An upstream context will influence the downstream counterpart while the opposite might not be true.
For instance, imagine there are two micro-services as bounded contexts, MoneyTransferService
along with NotificationService
. If money is transferred, notification should send an email, which includes some info related the transaction, to the customer. So
MoneyTransferService
is upstream
NotificationService
is downstream
DDD describes several organizational patterns that help us describe and/or manage the way different contexts interact. The most suitable pattern here is called Anti-Corruption Layer (ACL).
In order to follow this pattern in my example, to communicate with two micro-services, Repository layer
could be used or a better solution is publish messages and consume them by tools like RabbitMQ. By using RabbitMQ, these services is just dependent on the message type, no need to know anything else.
As far as dependency is concerned, interaction between bounded contexts doesn't mean having dependency between them and you don't necessarily need to redesign them as a bounded context.

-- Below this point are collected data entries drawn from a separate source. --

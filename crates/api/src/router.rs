//! Shared application router builder.
//!
//! Provides [`build_app_router`] so both the production binary (`main.rs`)
//! and integration tests use the exact same middleware stack.

use std::time::Duration;

use axum::http::header::CONTENT_TYPE;
use axum::http::{HeaderName, Method, StatusCode};
use axum::Router;
use tower_http::catch_panic::CatchPanicLayer;
use tower_http::cors::{AllowOrigin, CorsLayer};
use tower_http::request_id::{MakeRequestUuid, PropagateRequestIdLayer, SetRequestIdLayer};
use tower_http::timeout::TimeoutLayer;
use tower_http::trace::{DefaultMakeSpan, DefaultOnResponse, TraceLayer};
use tracing::Level;

use crate::config::ServerConfig;
use crate::routes;
use crate::state::AppState;

/// Build the full application [`Router`] with all middleware layers.
///
/// The middleware stack is applied bottom-up:
///
/// 1. CORS
/// 2. Set request ID on incoming requests
/// 3. Structured request/response tracing
/// 4. Propagate request ID to response
/// 5. Request timeout
/// 6. Panic recovery (catch panics, return 500)
pub fn build_app_router(state: AppState, config: &ServerConfig) -> Router {
    let cors = build_cors_layer(config);
    let request_id_header = HeaderName::from_static("x-request-id");

    Router::new()
        .merge(routes::health::router())
        .nest("/api/v1", routes::api_routes())
        .layer(CatchPanicLayer::new())
        .layer(TimeoutLayer::with_status_code(
            StatusCode::REQUEST_TIMEOUT,
            Duration::from_secs(config.request_timeout_secs),
        ))
        .layer(PropagateRequestIdLayer::new(request_id_header.clone()))
        .layer(
            TraceLayer::new_for_http()
                .make_span_with(DefaultMakeSpan::new().level(Level::INFO))
                .on_response(DefaultOnResponse::new().level(Level::INFO)),
        )
        .layer(SetRequestIdLayer::new(request_id_header, MakeRequestUuid))
        .layer(cors)
        .with_state(state)
}

/// Build the CORS middleware layer from server configuration.
///
/// Panics at startup if any configured origin is invalid so misconfiguration
/// fails fast.
pub fn build_cors_layer(config: &ServerConfig) -> CorsLayer {
    let allow_origin = if config.allows_any_origin() {
        AllowOrigin::any()
    } else {
        let origins: Vec<_> = config
            .cors_origins
            .iter()
            .map(|o| {
                o.parse()
                    .unwrap_or_else(|e| panic!("Invalid CORS origin '{o}': {e}"))
            })
            .collect();
        AllowOrigin::list(origins)
    };

    CorsLayer::new()
        .allow_origin(allow_origin)
        .allow_methods([Method::GET, Method::POST, Method::PUT, Method::OPTIONS])
        .allow_headers([CONTENT_TYPE])
        .max_age(Duration::from_secs(3600))
}
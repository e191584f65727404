//! Transient user-facing notifications (toasts).
//!
//! Notifications are emitted on a channel and never stored in
//! [`AdminState`](crate::state::AdminState).

pub const TITLE_SUCCESS: &str = "Success";
pub const TITLE_ERROR: &str = "Error";
pub const TITLE_STATUS_CHANGED: &str = "Status changed";

pub const MSG_LOAD_FAILED: &str = "Could not load presets";
pub const MSG_SAVE_FAILED: &str = "Could not save preset";
pub const MSG_TOGGLE_FAILED: &str = "Could not change status";
pub const MSG_CREATED: &str = "Preset added";
pub const MSG_UPDATED: &str = "Preset updated";
pub const MSG_HIDDEN: &str = "Preset hidden";
pub const MSG_ACTIVATED: &str = "Preset activated";

#[derive(Debug, Clone, Copy, PartialEq, Eq)]
pub enum NotificationVariant {
    Default,
    Destructive,
}

#[derive(Debug, Clone, PartialEq, Eq)]
pub struct Notification {
    pub title: String,
    pub description: String,
    pub variant: NotificationVariant,
}

impl Notification {
    pub fn info(title: &str, description: &str) -> Self {
        Self {
            title: title.to_string(),
            description: description.to_string(),
            variant: NotificationVariant::Default,
        }
    }

    /// A destructive notification with the generic error title.
    pub fn failure(description: &str) -> Self {
        Self {
            title: TITLE_ERROR.to_string(),
            description: description.to_string(),
            variant: NotificationVariant::Destructive,
        }
    }

    pub fn is_failure(&self) -> bool {
        self.variant == NotificationVariant::Destructive
    }
}
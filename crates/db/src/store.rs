//! The storage seam used by the HTTP service.

use async_trait::async_trait;
use lutshop_core::preset::PresetRecord;
use lutshop_core::types::DbId;

use crate::models::preset::Preset;
use crate::repositories::PresetRepo;
use crate::DbPool;

/// Errors surfaced by a [`PresetStore`].
#[derive(Debug, thiserror::Error)]
pub enum StoreError {
    /// A database error from sqlx.
    #[error("Database error: {0}")]
    Database(#[from] sqlx::Error),
}

/// Backing storage for the preset collection resource.
#[async_trait]
pub trait PresetStore: Send + Sync {
    /// Every preset, in display order.
    async fn list(&self) -> Result<Vec<Preset>, StoreError>;

    /// Insert a preset and return the stored row with its assigned id.
    async fn create(&self, input: &PresetRecord) -> Result<Preset, StoreError>;

    /// Replace every field of preset `id`. `None` when it does not exist.
    async fn replace(&self, id: DbId, input: &PresetRecord)
        -> Result<Option<Preset>, StoreError>;

    /// Whether the store is reachable.
    async fn health_check(&self) -> Result<(), StoreError>;
}

/// PostgreSQL-backed store.
#[derive(Clone)]
pub struct PgPresetStore {
    pool: DbPool,
}

impl PgPresetStore {
    pub fn new(pool: DbPool) -> Self {
        Self { pool }
    }
}

#[async_trait]
impl PresetStore for PgPresetStore {
    async fn list(&self) -> Result<Vec<Preset>, StoreError> {
        Ok(PresetRepo::list(&self.pool).await?)
    }

    async fn create(&self, input: &PresetRecord) -> Result<Preset, StoreError> {
        Ok(PresetRepo::create(&self.pool, input).await?)
    }

    async fn replace(
        &self,
        id: DbId,
        input: &PresetRecord,
    ) -> Result<Option<Preset>, StoreError> {
        Ok(PresetRepo::replace(&self.pool, id, input).await?)
    }

    async fn health_check(&self) -> Result<(), StoreError> {
        Ok(crate::health_check(&self.pool).await?)
    }
}
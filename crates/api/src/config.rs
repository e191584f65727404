/// Server configuration loaded from environment variables.
///
/// All fields have defaults suitable for local development.
#[derive(Debug, Clone)]
pub struct ServerConfig {
    /// Bind address (default: `0.0.0.0`).
    pub host: String,
    /// Bind port (default: `3000`).
    pub port: u16,
    /// Allowed CORS origins, parsed from comma-separated `CORS_ORIGINS`.
    /// A single `*` allows any origin.
    pub cors_origins: Vec<String>,
    /// HTTP request timeout in seconds (default: `30`).
    pub request_timeout_secs: u64,
    /// PostgreSQL connection string. When unset the service keeps presets
    /// in memory.
    pub database_url: Option<String>,
}

impl ServerConfig {
    /// Load configuration from environment variables with defaults.
    ///
    /// | Env Var                | Default    |
    /// |------------------------|------------|
    /// | `HOST`                 | `0.0.0.0`  |
    /// | `PORT`                 | `3000`     |
    /// | `CORS_ORIGINS`         | `*`        |
    /// | `REQUEST_TIMEOUT_SECS` | `30`       |
    /// | `DATABASE_URL`         | unset      |
    pub fn from_env() -> Self {
        let host = std::env::var("HOST").unwrap_or_else(|_| "0.0.0.0".into());

        let port: u16 = std::env::var("PORT")
            .unwrap_or_else(|_| "3000".into())
            .parse()
            .expect("PORT must be a valid u16");

        let cors_origins = parse_origins(
            &std::env::var("CORS_ORIGINS").unwrap_or_else(|_| "*".into()),
        );

        let request_timeout_secs: u64 = std::env::var("REQUEST_TIMEOUT_SECS")
            .unwrap_or_else(|_| "30".into())
            .parse()
            .expect("REQUEST_TIMEOUT_SECS must be a valid u64");

        let database_url = std::env::var("DATABASE_URL")
            .ok()
            .filter(|s| !s.trim().is_empty());

        Self {
            host,
            port,
            cors_origins,
            request_timeout_secs,
            database_url,
        }
    }

    /// Whether the CORS configuration allows any origin.
    pub fn allows_any_origin(&self) -> bool {
        self.cors_origins.iter().any(|o| o == "*")
    }
}

fn parse_origins(raw: &str) -> Vec<String> {
    raw.split(',')
        .map(|s| s.trim().to_string())
        .filter(|s| !s.is_empty())
        .collect()
}
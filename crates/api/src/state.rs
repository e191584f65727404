use std::sync::Arc;

use lutshop_db::PresetStore;

use crate::config::ServerConfig;

/// Shared application state available to all Axum handlers via `State<AppState>`.
///
/// Cheaply cloneable; everything inside is behind an `Arc`.
#[derive(Clone)]
pub struct AppState {
    /// Preset storage (PostgreSQL or in-memory).
    pub store: Arc<dyn PresetStore>,
    /// Server configuration.
    pub config: Arc<ServerConfig>,
}
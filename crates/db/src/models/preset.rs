//! Preset row model.

use lutshop_core::preset::PresetRecord;
use lutshop_core::types::{DbId, Timestamp};
use serde::Serialize;
use sqlx::FromRow;

/// A row from the `presets` table.
///
/// Create and replace requests use [`PresetRecord`] as their input DTO; the
/// row adds the store-managed timestamps.
#[derive(Debug, Clone, PartialEq, Eq, FromRow, Serialize)]
pub struct Preset {
    pub id: DbId,
    pub name: String,
    pub description: String,
    pub category: String,
    pub price: i32,
    pub preview_image_url: String,
    pub preset_file_url: String,
    pub is_active: bool,
    pub sort_order: i32,
    pub created_at: Timestamp,
    pub updated_at: Timestamp,
}

impl From<Preset> for PresetRecord {
    fn from(row: Preset) -> Self {
        Self {
            id: Some(row.id),
            name: row.name,
            description: row.description,
            category: row.category,
            price: row.price,
            preview_image_url: row.preview_image_url,
            preset_file_url: row.preset_file_url,
            is_active: row.is_active,
            sort_order: row.sort_order,
        }
    }
}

Your goal should be to get to the most meaningful separation guided by your domain knowledge. The emphasis isn't on the size, but instead on business capabilities. In addition, if there's clear cohesion needed for a certain area of the application based on a high number of dependencies, that indicates the need for a single bounded context, too.
There is nothing wrong with communications between bounded contexts which need each other to complete their business operations.